Which lines in the records below hold the word "FilenameAsc"? Copy each of them.

----------

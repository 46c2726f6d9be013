//! Enumerations accepted by the catalog filters
//!
//! Each enum maps one-to-one onto the keyword strings the service expects;
//! [`as_str`](ReleaseType::as_str) is the wire value.

use std::fmt;

/// Release channel of a build.
#[derive(Debug, Clone, Copy, PartialEq, Eq, Hash)]
pub enum ReleaseType {
    Stable,
    Beta,
}

impl ReleaseType {
    /// Wire value sent to the service.
    pub fn as_str(self) -> &'static str {
        match self {
            ReleaseType::Stable => "stable",
            ReleaseType::Beta => "beta",
        }
    }
}

impl fmt::Display for ReleaseType {
    fn fmt(&self, f: &mut fmt::Formatter<'_>) -> fmt::Result {
        f.write_str(self.as_str())
    }
}

/// Sort order for the devices listing.
#[derive(Debug, Clone, Copy, PartialEq, Eq, Hash)]
pub enum DeviceSort {
    DeviceNameAsc,
    DeviceNameDesc,
    CodenameAsc,
    CodenameDesc,
    DateAsc,
    DateDesc,
}

impl DeviceSort {
    /// Wire value sent to the service.
    pub fn as_str(self) -> &'static str {
        match self {
            DeviceSort::DeviceNameAsc => "device_name_asc",
            DeviceSort::DeviceNameDesc => "device_name_desc",
            DeviceSort::CodenameAsc => "codename_asc",
            DeviceSort::CodenameDesc => "codename_desc",
            DeviceSort::DateAsc => "date_asc",
            DeviceSort::DateDesc => "date_desc",
        }
    }
}

impl fmt::Display for DeviceSort {
    fn fmt(&self, f: &mut fmt::Formatter<'_>) -> fmt::Result {
        f.write_str(self.as_str())
    }
}

/// Sort order for the maintainers listing.
#[derive(Debug, Clone, Copy, PartialEq, Eq, Hash)]
pub enum MaintainerSort {
    NameAsc,
    NameDesc,
    NicknameAsc,
    NicknameDesc,
    DateAsc,
    DateDesc,
}

impl MaintainerSort {
    /// Wire value sent to the service.
    pub fn as_str(self) -> &'static str {
        match self {
            MaintainerSort::NameAsc => "name_asc",
            MaintainerSort::NameDesc => "name_desc",
            MaintainerSort::NicknameAsc => "nickname_asc",
            MaintainerSort::NicknameDesc => "nickname_desc",
            MaintainerSort::DateAsc => "date_asc",
            MaintainerSort::DateDesc => "date_desc",
        }
    }
}

impl fmt::Display for MaintainerSort {
    fn fmt(&self, f: &mut fmt::Formatter<'_>) -> fmt::Result {
        f.write_str(self.as_str())
    }
}

/// Sort order for the releases listing.
#[derive(Debug, Clone, Copy, PartialEq, Eq, Hash)]
pub enum ReleaseSort {
    SizeAsc,
    SizeDesc,
    FilenameAsc,
    FilenameDesc,
    DateAsc,
    DateDesc,
}

impl ReleaseSort {
    /// Wire value sent to the service.
    pub fn as_str(self) -> &'static str {
        match self {
            ReleaseSort::SizeAsc => "size_asc",
            ReleaseSort::SizeDesc => "size_desc",
            ReleaseSort::FilenameAsc => "filename_asc",
            ReleaseSort::FilenameDesc => "filename_desc",
            ReleaseSort::DateAsc => "date_asc",
            ReleaseSort::DateDesc => "date_desc",
        }
    }
}

impl fmt::Display for ReleaseSort {
    fn fmt(&self, f: &mut fmt::Formatter<'_>) -> fmt::Result {
        f.write_str(self.as_str())
    }
}

#[cfg(test)]
mod tests {
    use super::*;

    #[test]
    fn test_release_type_wire_values() {
        assert_eq!(ReleaseType::Stable.as_str(), "stable");
        assert_eq!(ReleaseType::Beta.as_str(), "beta");
    }

    #[test]
    fn test_device_sort_wire_values() {
        assert_eq!(DeviceSort::DeviceNameAsc.as_str(), "device_name_asc");
        assert_eq!(DeviceSort::CodenameDesc.as_str(), "codename_desc");
        assert_eq!(DeviceSort::DateAsc.as_str(), "date_asc");
    }

    #[test]
    fn test_maintainer_sort_wire_values() {
        assert_eq!(MaintainerSort::NicknameAsc.as_str(), "nickname_asc");
        assert_eq!(MaintainerSort::NameDesc.as_str(), "name_desc");
    }

    #[test]
    fn test_release_sort_wire_values() {
        assert_eq!(ReleaseSort::SizeDesc.as_str(), "size_desc");
        assert_eq!(ReleaseSort::FilenameAsc.as_str(), "filename_asc");
    }

    #[test]
    fn test_display_matches_wire_value() {
        assert_eq!(ReleaseType::Beta.to_string(), "beta");
        assert_eq!(DeviceSort::DateDesc.to_string(), "date_desc");
    }
}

----------

## Result for this task
    FilenameAsc,
            ReleaseSort::FilenameAsc => "filename_asc",
        assert_eq!(ReleaseSort::FilenameAsc.as_str(), "filename_asc");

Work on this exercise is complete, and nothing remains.